In this study, we examined whether familiarity with objects aids recognition by guiding information selection, as measured by the locations of the eyes. If this hypothesis is true, then eye fixations should move to more informative parts of an image as a subject gains experience recognizing an object. As an alternative, we consider the possibility that familiarity does not aid information selection, but instead improves the amount of information extracted at a given location. We test between these two accounts by using a formal model to evaluate the information available at fixation locations selected by human observers as they practice and improve in an object recognition task. Subjects searched for objects in noisy displays, a task which required them to make eye movements.
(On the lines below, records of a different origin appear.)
//! Directory and single-file ingestion: scan, dedup, load, chunk, store.

use std::path::{Path, PathBuf};

use serde::Serialize;
use tracing::{debug, info, instrument, warn};
use walkdir::WalkDir;

use crate::chunker::split;
use crate::errors::RagError;
use crate::loader::{is_supported, load_async};
use crate::manager::{IngestReport, VectorStoreManager};
use crate::progress::IngestProgress;
use crate::record::Chunk;
use crate::tokens::TokenCounter;

#[derive(Clone, Copy, Debug, Default, PartialEq, Eq, Serialize)]
pub struct IngestStats {
    pub files_found: usize,
    /// Already present in the collection.
    pub files_skipped: usize,
    pub files_processed: usize,
    pub files_failed: usize,
    pub chunks_added: usize,
    pub batches_used: usize,
    pub batches_failed: usize,
}

/// Result of [`ingest_file`].
#[derive(Clone, Copy, Debug, Default, PartialEq, Eq, Serialize)]
pub struct FileIngest {
    /// Chunks produced from the file.
    pub chunks: usize,
    /// The source was already stored; nothing was embedded.
    pub already_present: bool,
    pub report: IngestReport,
}

/// Supported files directly inside `dir` (no recursion), sorted by path.
pub fn scan_dir(dir: &Path) -> Result<Vec<PathBuf>, RagError> {
    let mut out = Vec::new();
    for entry in WalkDir::new(dir).min_depth(1).max_depth(1) {
        let entry = entry.map_err(|e| RagError::Io(e.into()))?;
        if entry.file_type().is_file() && is_supported(entry.path()) {
            out.push(entry.into_path());
        }
    }
    out.sort();
    Ok(out)
}

/// Ingests every new supported file in `source_dir` into `name`.
///
/// Files whose path is already a source in the collection are skipped.
/// A file that fails to load is logged and counted, never fatal.
#[instrument(skip(manager, counter, progress), fields(dir = %source_dir.display()))]
pub async fn process_documents(
    manager: &VectorStoreManager,
    counter: &dyn TokenCounter,
    source_dir: &Path,
    name: &str,
    progress: &dyn IngestProgress,
) -> Result<IngestStats, RagError> {
    let mut stats = IngestStats::default();
    if !source_dir.is_dir() {
        warn!("source directory does not exist");
        return Ok(stats);
    }

    let files = scan_dir(source_dir)?;
    stats.files_found = files.len();

    let existing = manager.existing_sources(name).await;
    let (known, new): (Vec<PathBuf>, Vec<PathBuf>) = files
        .into_iter()
        .partition(|p| existing.contains(&*p.to_string_lossy()));
    stats.files_skipped = known.len();
    for p in &known {
        debug!(file = %p.display(), "already ingested, skipping");
    }
    if new.is_empty() {
        info!(found = stats.files_found, "no new documents");
        return Ok(stats);
    }

    progress.start(new.len() as u64);
    let mut chunks: Vec<Chunk> = Vec::new();
    for path in &new {
        match load_and_split(manager, counter, path).await {
            Ok(mut c) => {
                stats.files_processed += 1;
                progress.file_done(path, c.len());
                chunks.append(&mut c);
            }
            Err(e) => {
                stats.files_failed += 1;
                progress.file_done(path, 0);
                warn!(file = %path.display(), error = %e, "failed to load document");
            }
        }
    }

    if !chunks.is_empty() {
        progress.storing(chunks.len());
        let report = manager.create_or_update(chunks, name).await?;
        stats.chunks_added = report.chunks_added;
        stats.batches_used = report.batches_total;
        stats.batches_failed = report.batches_failed;
    }

    progress.finish("done");
    info!(
        processed = stats.files_processed,
        skipped = stats.files_skipped,
        failed = stats.files_failed,
        chunks = stats.chunks_added,
        "directory ingested"
    );
    Ok(stats)
}

/// Ingests one file into `name` unless its path is already stored.
///
/// # Errors
/// Load and chunking errors propagate, unlike in [`process_documents`].
#[instrument(skip(manager, counter), fields(file = %path.display()))]
pub async fn ingest_file(
    manager: &VectorStoreManager,
    counter: &dyn TokenCounter,
    path: &Path,
    name: &str,
) -> Result<FileIngest, RagError> {
    if manager
        .existing_sources(name)
        .await
        .contains(&*path.to_string_lossy())
    {
        info!("already ingested");
        return Ok(FileIngest {
            already_present: true,
            ..FileIngest::default()
        });
    }

    let chunks = load_and_split(manager, counter, path).await?;
    let n = chunks.len();
    let report = manager.create_or_update(chunks, name).await?;
    // Another writer may have stored the same file since the check above.
    let already_present = n > 0 && report.chunks_duplicate == n;
    if already_present {
        info!("ingested concurrently by another request");
    }
    Ok(FileIngest {
        chunks: n,
        already_present,
        report,
    })
}

/// Deletes `name` and ingests `source_dir` from scratch.
#[instrument(skip(manager, counter, progress), fields(dir = %source_dir.display()))]
pub async fn rebuild(
    manager: &VectorStoreManager,
    counter: &dyn TokenCounter,
    source_dir: &Path,
    name: &str,
    progress: &dyn IngestProgress,
) -> Result<IngestStats, RagError> {
    if manager.delete(name).await? {
        info!("old collection removed");
    }
    process_documents(manager, counter, source_dir, name, progress).await
}

async fn load_and_split(
    manager: &VectorStoreManager,
    counter: &dyn TokenCounter,
    path: &Path,
) -> Result<Vec<Chunk>, RagError> {
    let docs = load_async(path).await?;
    let cfg = manager.config();
    split(&docs, cfg.chunk_size, cfg.chunk_overlap, counter)
}

#[cfg(test)]
mod tests {
    use std::sync::Arc;

    use super::*;
    use crate::config::RagConfig;
    use crate::embed::HashEmbedder;
    use crate::progress::NoopProgress;
    use crate::tokens::WordCounter;

    fn manager(root: &Path) -> VectorStoreManager {
        VectorStoreManager::new(RagConfig::new_default(root), Arc::new(HashEmbedder::new()))
    }

    #[test]
    fn scan_is_flat_and_filtered() {
        let tmp = tempfile::tempdir().unwrap();
        std::fs::write(tmp.path().join("b.md"), "b").unwrap();
        std::fs::write(tmp.path().join("a.txt"), "a").unwrap();
        std::fs::write(tmp.path().join("logo.png"), "x").unwrap();
        std::fs::create_dir(tmp.path().join("sub")).unwrap();
        std::fs::write(tmp.path().join("sub/c.txt"), "c").unwrap();

        let names: Vec<_> = scan_dir(tmp.path())
            .unwrap()
            .iter()
            .map(|p| p.file_name().unwrap().to_string_lossy().into_owned())
            .collect();
        assert_eq!(names, vec!["a.txt", "b.md"]);
    }

    #[tokio::test]
    async fn second_run_skips_known_sources() {
        let tmp = tempfile::tempdir().unwrap();
        let docs = tmp.path().join("rag_docs");
        std::fs::create_dir(&docs).unwrap();
        std::fs::write(docs.join("a.txt"), "erster text").unwrap();
        std::fs::write(docs.join("b.md"), "zweiter text").unwrap();
        let m = manager(tmp.path());

        let first = process_documents(&m, &WordCounter, &docs, "rag_docs", &NoopProgress)
            .await
            .unwrap();
        assert_eq!(first.files_found, 2);
        assert_eq!(first.files_processed, 2);
        assert_eq!(first.chunks_added, 2);

        let second = process_documents(&m, &WordCounter, &docs, "rag_docs", &NoopProgress)
            .await
            .unwrap();
        assert_eq!(second.files_skipped, 2);
        assert_eq!(second.files_processed, 0);
        assert_eq!(second.chunks_added, 0);
        assert_eq!(m.record_count("rag_docs").await.unwrap(), Some(2));
    }

    #[tokio::test]
    async fn broken_file_is_counted_not_fatal() {
        let tmp = tempfile::tempdir().unwrap();
        let docs = tmp.path().join("cag_docs");
        std::fs::create_dir(&docs).unwrap();
        std::fs::write(docs.join("ok.txt"), "inhalt").unwrap();
        std::fs::write(docs.join("broken.docx"), "not a zip").unwrap();
        let m = manager(tmp.path());

        let stats = process_documents(&m, &WordCounter, &docs, "cag_docs", &NoopProgress)
            .await
            .unwrap();
        assert_eq!(stats.files_failed, 1);
        assert_eq!(stats.files_processed, 1);
        assert_eq!(stats.chunks_added, 1);
    }

    #[tokio::test]
    async fn missing_directory_is_empty_run() {
        let tmp = tempfile::tempdir().unwrap();
        let m = manager(tmp.path());
        let stats = process_documents(&m, &WordCounter, &tmp.path().join("nope"), "x", &NoopProgress)
            .await
            .unwrap();
        assert_eq!(stats, IngestStats::default());
    }

    #[tokio::test]
    async fn single_file_is_not_ingested_twice() {
        let tmp = tempfile::tempdir().unwrap();
        let p = tmp.path().join("memo.txt");
        std::fs::write(&p, "kurzer text").unwrap();
        let m = manager(tmp.path());

        let first = ingest_file(&m, &WordCounter, &p, "rag_docs").await.unwrap();
        assert_eq!(first.chunks, 1);
        assert!(first.report.created);

        let again = ingest_file(&m, &WordCounter, &p, "rag_docs").await.unwrap();
        assert!(again.already_present);
        assert_eq!(m.record_count("rag_docs").await.unwrap(), Some(1));
    }

    #[tokio::test(flavor = "multi_thread", worker_threads = 4)]
    async fn concurrent_ingests_of_one_file_store_it_once() {
        let tmp = tempfile::tempdir().unwrap();
        let p = tmp.path().join("memo.txt");
        std::fs::write(&p, "kurzer text").unwrap();
        let m = Arc::new(manager(tmp.path()));

        let tasks: Vec<_> = (0..4)
            .map(|_| {
                let m = m.clone();
                let p = p.clone();
                tokio::spawn(async move { ingest_file(&m, &WordCounter, &p, "rag_docs").await })
            })
            .collect();
        let mut fresh = 0;
        for t in tasks {
            if !t.await.unwrap().unwrap().already_present {
                fresh += 1;
            }
        }

        assert_eq!(fresh, 1);
        assert_eq!(m.record_count("rag_docs").await.unwrap(), Some(1));
    }

    #[tokio::test]
    async fn rebuild_starts_from_scratch() {
        let tmp = tempfile::tempdir().unwrap();
        let docs = tmp.path().join("rag_docs");
        std::fs::create_dir(&docs).unwrap();
        std::fs::write(docs.join("a.txt"), "eins").unwrap();
        let m = manager(tmp.path());
        std::fs::create_dir_all(tmp.path().join("rag_docs_vectorstore")).unwrap();

        let stats = rebuild(&m, &WordCounter, &docs, "rag_docs", &NoopProgress).await.unwrap();
        assert_eq!(stats.chunks_added, 1);
        assert_eq!(m.record_count("rag_docs").await.unwrap(), Some(1));
    }
}
//! Upload categories and the directories/collections they map to.

use std::fmt;
use std::str::FromStr;

use serde::Serialize;

/// Document category accepted by the upload and process routes.
#[derive(Clone, Copy, Debug, PartialEq, Eq, Serialize)]
#[serde(rename_all = "lowercase")]
pub enum Category {
    Rag,
    Cag,
    /// Stored only, never embedded.
    Mapping,
}

impl Category {
    pub fn as_str(self) -> &'static str {
        match self {
            Category::Rag => "rag",
            Category::Cag => "cag",
            Category::Mapping => "mapping",
        }
    }

    /// Directory under the data root holding the uploaded files.
    pub fn docs_dir(self) -> String {
        format!("{}_docs", self.as_str())
    }

    /// Vector collection fed from this category, if any.
    pub fn collection(self) -> Option<String> {
        match self {
            Category::Rag | Category::Cag => Some(self.docs_dir()),
            Category::Mapping => None,
        }
    }
}

impl fmt::Display for Category {
    fn fmt(&self, f: &mut fmt::Formatter<'_>) -> fmt::Result {
        f.write_str(self.as_str())
    }
}

impl FromStr for Category {
    type Err = String;

    fn from_str(s: &str) -> Result<Self, Self::Err> {
        match s {
            "rag" => Ok(Category::Rag),
            "cag" => Ok(Category::Cag),
            "mapping" => Ok(Category::Mapping),
            other => Err(format!(
                "invalid document category `{other}` (expected rag, cag or mapping)"
            )),
        }
    }
}
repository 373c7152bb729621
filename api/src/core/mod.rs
pub mod app_state;
pub mod category;
pub mod http;
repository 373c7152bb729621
//! Core data models used by the library.

use std::collections::BTreeMap;

use serde::{Deserialize, Serialize};
use serde_json::Value;

/// Text extracted from one file (or one CSV row).
#[derive(Clone, Debug, PartialEq)]
pub struct Document {
    /// Path the text came from; carried into every chunk for citation.
    pub source: String,
    pub text: String,
    /// Lower-case extension without the dot.
    pub file_type: String,
    pub byte_size: u64,
}

/// Bounded text segment, the unit of embedding and retrieval.
#[derive(Clone, Debug, PartialEq)]
pub struct Chunk {
    pub id: String,
    pub text: String,
    pub source: String,
    /// Position within its source.
    pub index: usize,
    pub token_count: usize,
}

/// Record stored in a collection.
#[derive(Clone, Debug, Serialize, Deserialize)]
pub struct RagRecord {
    pub id: String,
    pub text: String,
    pub source: String,
    pub chunk_index: usize,
    pub embedding: Vec<f32>,
    #[serde(default, skip_serializing_if = "BTreeMap::is_empty")]
    pub extra: BTreeMap<String, Value>,
}

/// A single retrieval hit.
#[derive(Clone, Debug, Serialize)]
pub struct RagHit {
    pub score: f32,
    pub text: String,
    pub source: String,
    pub chunk_index: usize,
    pub collection: String,
}

impl RagHit {
    /// File name of the source, used as the citation label.
    pub fn source_name(&self) -> &str {
        std::path::Path::new(&self.source)
            .file_name()
            .and_then(|n| n.to_str())
            .unwrap_or(&self.source)
    }
}

/// Query parameters for retrieval.
#[derive(Clone, Debug)]
pub struct RagQuery<'a> {
    pub text: &'a str,
    pub top_k: usize,
    pub score_threshold: f32,
}
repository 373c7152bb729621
pub mod response_envelope;
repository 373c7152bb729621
//! Retrieval-augmented answering.
//!
//! [`Contextor::answer_with_context`] answers a question from one collection
//! and returns `None` when nothing relevant was retrieved.
//! [`Contextor::chat`] runs a chat turn with optional combined context and
//! always returns a [`ChatOutcome`]; failures are carried inside it.

pub mod api_types;
pub mod cfg;
mod error;
pub mod prompt;

pub use api_types::{AskOptions, ChatOutcome, ChatRequest, QaAnswer};
pub use cfg::ContextorConfig;
pub use error::ContextorError;
pub use prompt::{ComposedPrompt, PromptTemplate};

use std::sync::Arc;
use std::time::Instant;

use ai_llm_service::{GenerateOptions, LlmBackend, LlmGateway, LlmProvider};
use rag_store::{CombinedRetriever, RagHit, RagStore, RetrieverPart};
use tracing::{info, instrument, warn};

use api_types::unique_sources;

/// Question plus the hits retrieved for it.
struct AnswerContext {
    question: String,
    collection: String,
    hits: Vec<RagHit>,
}

/// Answering front end over a [`RagStore`] and an [`LlmGateway`].
pub struct Contextor {
    cfg: ContextorConfig,
    template: PromptTemplate,
    store: Arc<RagStore>,
    gateway: Arc<LlmGateway>,
}
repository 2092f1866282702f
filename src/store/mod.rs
//! Storage core: facts, locks, frames, and recall over a shared SQLite
//! connection. All conditional writes are single SQL statements so the
//! absent-check and the write cannot race.

pub mod facts;
pub mod frames;
pub mod locks;
pub mod recall;
pub mod stats;
pub mod types;
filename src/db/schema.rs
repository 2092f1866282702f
//! SQL DDL for all Waymark tables.
//!
//! Defines the `facts`, `locks`, `frames`, `atlas_frames`, and `schema_meta`
//! tables. All DDL uses `IF NOT EXISTS` for idempotent initialization.
//!
//! `facts.created_at` is unix seconds so the TTL predicate in `expire` is
//! plain integer arithmetic evaluated inside the DELETE statement. Frames
//! keep ISO 8601 text timestamps for recency ordering.

use rusqlite::Connection;

/// All schema DDL statements for Waymark's core tables.
const SCHEMA_SQL: &str = r#"
-- Append-only, content-addressed fact storage
CREATE TABLE IF NOT EXISTS facts (
    fact_id TEXT PRIMARY KEY,
    kind TEXT NOT NULL CHECK(kind IN (
        'repo_scan','dep_graph','dep_score','plan','merge_order',
        'gate_result','artifact','note','frame','atlas_frame')),
    repo TEXT NOT NULL,
    commit_sha TEXT NOT NULL,
    path TEXT,
    symbol TEXT,
    inputs_hash TEXT NOT NULL,
    payload TEXT NOT NULL,
    payload_hash TEXT NOT NULL,
    actor TEXT,
    refs TEXT,
    ttl_seconds INTEGER,
    created_at INTEGER NOT NULL,
    confidence REAL,
    sealed INTEGER NOT NULL DEFAULT 0
);

CREATE INDEX IF NOT EXISTS idx_facts_scope ON facts(repo, commit_sha, kind);
CREATE INDEX IF NOT EXISTS idx_facts_inputs ON facts(inputs_hash);
CREATE INDEX IF NOT EXISTS idx_facts_ttl ON facts(ttl_seconds) WHERE ttl_seconds IS NOT NULL;

-- Named advisory locks: presence of a row means held. No owner, no lease.
CREATE TABLE IF NOT EXISTS locks (
    name TEXT PRIMARY KEY,
    acquired_at INTEGER NOT NULL
);

-- Work-session snapshots, last-write-wins by id
CREATE TABLE IF NOT EXISTS frames (
    id TEXT PRIMARY KEY,
    timestamp TEXT NOT NULL,
    branch TEXT NOT NULL,
    jira TEXT,
    module_scope TEXT NOT NULL,
    reference_point TEXT NOT NULL,
    reference_tokens TEXT NOT NULL,
    summary_caption TEXT NOT NULL,
    status_snapshot TEXT NOT NULL,
    keywords TEXT NOT NULL,
    atlas_frame_id TEXT
);

CREATE INDEX IF NOT EXISTS idx_frames_jira ON frames(jira);
CREATE INDEX IF NOT EXISTS idx_frames_timestamp ON frames(timestamp);

-- Immutable bounded-neighborhood blobs, referenced from frames by id only.
-- frame_id is NULL for atlas frames generated without a linked frame.
CREATE TABLE IF NOT EXISTS atlas_frames (
    atlas_frame_id TEXT PRIMARY KEY,
    frame_id TEXT,
    payload TEXT NOT NULL,
    created_at TEXT NOT NULL
);

-- Schema metadata
CREATE TABLE IF NOT EXISTS schema_meta (
    key TEXT PRIMARY KEY,
    value TEXT NOT NULL
);
"#;

/// Initialize all schema tables. Idempotent (uses IF NOT EXISTS).
pub fn init_schema(conn: &Connection) -> rusqlite::Result<()> {
    conn.execute_batch(SCHEMA_SQL)?;

    // Set initial schema version if not already present
    conn.execute(
        "INSERT OR IGNORE INTO schema_meta (key, value) VALUES ('schema_version', '1')",
        [],
    )?;

    Ok(())
}

#[cfg(test)]
mod tests {
    use super::*;

    #[test]
    fn schema_creates_all_tables() {
        let conn = Connection::open_in_memory().unwrap();
        init_schema(&conn).unwrap();

        let tables: Vec<String> = conn
            .prepare("SELECT name FROM sqlite_master WHERE type='table' ORDER BY name")
            .unwrap()
            .query_map([], |row| row.get(0))
            .unwrap()
            .collect::<Result<Vec<_>, _>>()
            .unwrap();

        assert!(tables.contains(&"facts".to_string()));
        assert!(tables.contains(&"locks".to_string()));
        assert!(tables.contains(&"frames".to_string()));
        assert!(tables.contains(&"atlas_frames".to_string()));
        assert!(tables.contains(&"schema_meta".to_string()));
    }

    #[test]
    fn schema_is_idempotent() {
        let conn = Connection::open_in_memory().unwrap();
        init_schema(&conn).unwrap();
        init_schema(&conn).unwrap(); // second call should not error
    }
}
Importantly, the size and composition of the objects relative to the background made certain parts of the object formally more diagnostic of its presence. If familiarity affects information selection, then more diagnostic object parts should be fixated more frequently as object search experience increases.
Results
Stimulus Generation and Task
We used an object localization paradigm to test whether practice with a target object allowed observers to move their eyes to more informative image regions, or whether it increased their ability to extract information from a given region. The stimuli and task were designed to capture properties of natural complex scenes, while simultaneously being unfamiliar enough to allow for large amounts of learning. To make the search task difficult, yet tractable for an ideal observer, we fragmented objects into contours and embedded them in a background of similar contour fragments (Figure 1). The full image formation model is described in the methods section. The objects were randomly positioned on a grid that contained a randomly drawn fragment in each cell. Objects covered on average 23% of the image, or about 11×11 deg2 of the observers’ field of view (see Methods , and object templates in Figure 1A). As a control, all images were evaluated using the saliency toolbox [14] to test if the most salient image area also indicated object location. The saliency algorithm performed at chance, suggesting that basic visual attributes were insufficient to indicate object location in the images. To locate the object then required integrating multiple object features. The subjects’ task was to search for a cued object in the grid and respond by fixating upon it (trial procedure displayed in Figure 1C).
Empirical Results: Object Search
To test how familiarity affects information extraction we recorded the eye movements of eight participants as they searched for fragmented objects (one at a time) in 600 images across three sessions. First, we established that participants generally improved in their search performance by testing search speed and accuracy across the three daily sessions (see Figure 2). Mean number of fixations until response went from 13.1, to 5.5 and 4.7 days 1 through 3. The decrease was statistically reliable, F(2,7) = 27.8, p<.0001. The corresponding response time trial averages were 4.2 s, 1.8 s and 1.5 s for days 1 through 3. The response time decrease was also statistically reliable, F(2,7) = 32.8, p<.0001. This did not reflect a speed accuracy trade-off, as hit rate at the end of the trial (determined by fixating on the object at button press) remained almost constant; at approximately M = .92 on each session. As seen in Figure 2B, hit rate per fixation improved across sessions. The location of the final fixation (i.e., at recognition) also remained relatively constant. Distance from the object center was on average 4.66, 4.54 and 4.61 degrees days 1 through 3 (F <1). Saccade amplitude was also relatively unaffected by learning, with means of 5.1, 5.1 and 5.5 on days 1 through 3 (F(2,14) = 2.33, p>.13).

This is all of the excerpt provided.